Work instructions
A single number is the expected answer: the count of lines in the records below that contain "axum".

Saved data entries:

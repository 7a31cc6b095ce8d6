use std::{collections::BTreeMap, sync::Arc};

use axum::{
    extract::{Path, Query, State},
    http::StatusCode,
    response::{IntoResponse, Response},
    routing::get,
    Json, Router,
};
use chrono::NaiveDate;
use serde::{Deserialize, Serialize};
use tokio::{net::TcpListener, sync::RwLock};
use tracing::debug;

pub const DELETED_MESSAGE: &str = "Movie Deleted Successfully";

#[derive(Clone, Debug, PartialEq, Eq, Serialize, Deserialize)]
pub struct Movie {
    pub movie_id: u64,
    pub name: String,
    pub cast: String,
    pub release_date: NaiveDate,
    pub year: i32,
}

/// Body of create and update requests. Every field is optional on the wire;
/// create rejects missing ones, update applies only the present ones.
#[derive(Debug, Default, Deserialize)]
pub struct MovieInput {
    pub name: Option<String>,
    pub cast: Option<String>,
    pub release_date: Option<NaiveDate>,
    pub year: Option<i32>,
}

/// A create request with every field present.
#[derive(Debug, PartialEq, Eq)]
pub struct NewMovie {
    pub name: String,
    pub cast: String,
    pub release_date: NaiveDate,
    pub year: i32,
}

impl MovieInput {
    /// Every field, or the names of the missing ones in declaration order.
    pub fn complete(self) -> Result<NewMovie, Vec<&'static str>> {
        match self {
            MovieInput {
                name: Some(name),
                cast: Some(cast),
                release_date: Some(release_date),
                year: Some(year),
            } => Ok(NewMovie {
                name,
                cast,
                release_date,
                year,
            }),
            input => {
                let present = [
                    ("name", input.name.is_some()),
                    ("cast", input.cast.is_some()),
                    ("release_date", input.release_date.is_some()),
                    ("year", input.year.is_some()),
                ];
                Err(present
                    .into_iter()
                    .filter(|(_, present)| !present)
                    .map(|(field, _)| field)
                    .collect())
            }
        }
    }
}

#[derive(Deserialize)]
pub struct NameQuery {
    pub movie_name: String,
}

#[derive(Deserialize)]
pub struct YearQuery {
    pub year: i32,
}

#[derive(Debug, Default)]
pub struct Store {
    next_id: u64,
    movies: BTreeMap<u64, Movie>,
}

impl Store {
    fn insert(&mut self, new: NewMovie) -> Movie {
        self.next_id += 1;
        let movie = Movie {
            movie_id: self.next_id,
            name: new.name,
            cast: new.cast,
            release_date: new.release_date,
            year: new.year,
        };
        self.movies.insert(movie.movie_id, movie.clone());
        movie
    }
}

pub type Db = Arc<RwLock<Store>>;

/// Router over an empty store.
pub fn app() -> Router {
    app_with(Vec::new())
}

/// Router over a store seeded with `movies`; their ids are reassigned in order.
pub fn app_with(movies: Vec<Movie>) -> Router {
    let mut store = Store::default();
    for movie in movies {
        store.insert(NewMovie {
            name: movie.name,
            cast: movie.cast,
            release_date: movie.release_date,
            year: movie.year,
        });
    }
    let db: Db = Arc::new(RwLock::new(store));
    Router::new()
        .route("/movies/v1/movie_infos", get(list_movies).post(create_movie))
        .route(
            "/movies/v1/movie_infos/movieName",
            get(movies_by_name).delete(delete_by_name),
        )
        .route("/movies/v1/movie_infos/movieYear", get(movies_by_year))
        .route(
            "/movies/v1/movie_infos/{id}",
            get(get_movie).put(update_movie).delete(delete_movie),
        )
        .with_state(db)
}

pub async fn run(listener: TcpListener, app: Router) -> Result<(), std::io::Error> {
    axum::serve(listener, app).await
}

/// A handful of well-known movies for demos.
pub fn sample_movies() -> Vec<Movie> {
    let movie = |name: &str, cast: &str, date: (i32, u32, u32)| Movie {
        movie_id: 0,
        name: name.to_string(),
        cast: cast.to_string(),
        release_date: NaiveDate::from_ymd_opt(date.0, date.1, date.2).unwrap_or_default(),
        year: date.0,
    };
    vec![
        movie("Batman Begins", "Christian Bale, Katie Holmes", (2005, 6, 15)),
        movie("The Dark Knight", "Christian Bale, Heath Ledger", (2008, 7, 18)),
        movie("The Avengers", "Robert Downey Jr, Chris Evans", (2012, 5, 4)),
        movie("The Dark Knight Rises", "Christian Bale, Tom Hardy", (2012, 7, 20)),
        movie("Avengers: End Game", "Robert Downey Jr, Chris Evans", (2019, 4, 26)),
    ]
}

async fn list_movies(State(db): State<Db>) -> Json<Vec<Movie>> {
    let store = db.read().await;
    Json(store.movies.values().cloned().collect())
}

async fn create_movie(State(db): State<Db>, Json(input): Json<MovieInput>) -> Response {
    let new = match input.complete() {
        Ok(new) => new,
        Err(missing) => {
            debug!(?missing, "rejecting movie with missing fields");
            return (
                StatusCode::BAD_REQUEST,
                format!("Please pass all the input fields : [{}]", missing.join(", ")),
            )
                .into_response();
        }
    };
    let movie = db.write().await.insert(new);
    debug!(movie_id = movie.movie_id, "created movie");
    (StatusCode::OK, Json(movie)).into_response()
}

async fn get_movie(State(db): State<Db>, Path(id): Path<u64>) -> Result<Json<Movie>, StatusCode> {
    let store = db.read().await;
    store.movies.get(&id).cloned().map(Json).ok_or(StatusCode::NOT_FOUND)
}

async fn update_movie(
    State(db): State<Db>,
    Path(id): Path<u64>,
    Json(input): Json<MovieInput>,
) -> Result<Json<Movie>, StatusCode> {
    let mut store = db.write().await;
    let movie = store.movies.get_mut(&id).ok_or(StatusCode::NOT_FOUND)?;
    if let Some(name) = input.name {
        movie.name = name;
    }
    if let Some(cast) = input.cast {
        movie.cast = cast;
    }
    if let Some(release_date) = input.release_date {
        movie.release_date = release_date;
    }
    if let Some(year) = input.year {
        movie.year = year;
    }
    Ok(Json(movie.clone()))
}

async fn delete_movie(
    State(db): State<Db>,
    Path(id): Path<u64>,
) -> Result<&'static str, StatusCode> {
    let mut store = db.write().await;
    store
        .movies
        .remove(&id)
        .map(|_| DELETED_MESSAGE)
        .ok_or(StatusCode::NOT_FOUND)
}

async fn movies_by_name(
    State(db): State<Db>,
    Query(query): Query<NameQuery>,
) -> Result<Json<Vec<Movie>>, StatusCode> {
    let store = db.read().await;
    let found: Vec<Movie> = store
        .movies
        .values()
        .filter(|m| m.name.contains(&query.movie_name))
        .cloned()
        .collect();
    non_empty(found)
}

async fn movies_by_year(
    State(db): State<Db>,
    Query(query): Query<YearQuery>,
) -> Result<Json<Vec<Movie>>, StatusCode> {
    let store = db.read().await;
    let found: Vec<Movie> = store
        .movies
        .values()
        .filter(|m| m.year == query.year)
        .cloned()
        .collect();
    non_empty(found)
}

async fn delete_by_name(
    State(db): State<Db>,
    Query(query): Query<NameQuery>,
) -> StatusCode {
    let mut store = db.write().await;
    let before = store.movies.len();
    store.movies.retain(|_, m| m.name != query.movie_name);
    let removed = before - store.movies.len();
    debug!(name = %query.movie_name, removed, "deleted movies by name");
    if removed == 0 {
        StatusCode::NOT_FOUND
    } else {
        StatusCode::OK
    }
}

fn non_empty(found: Vec<Movie>) -> Result<Json<Vec<Movie>>, StatusCode> {
    if found.is_empty() {
        Err(StatusCode::NOT_FOUND)
    } else {
        Ok(Json(found))
    }
}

Response box
2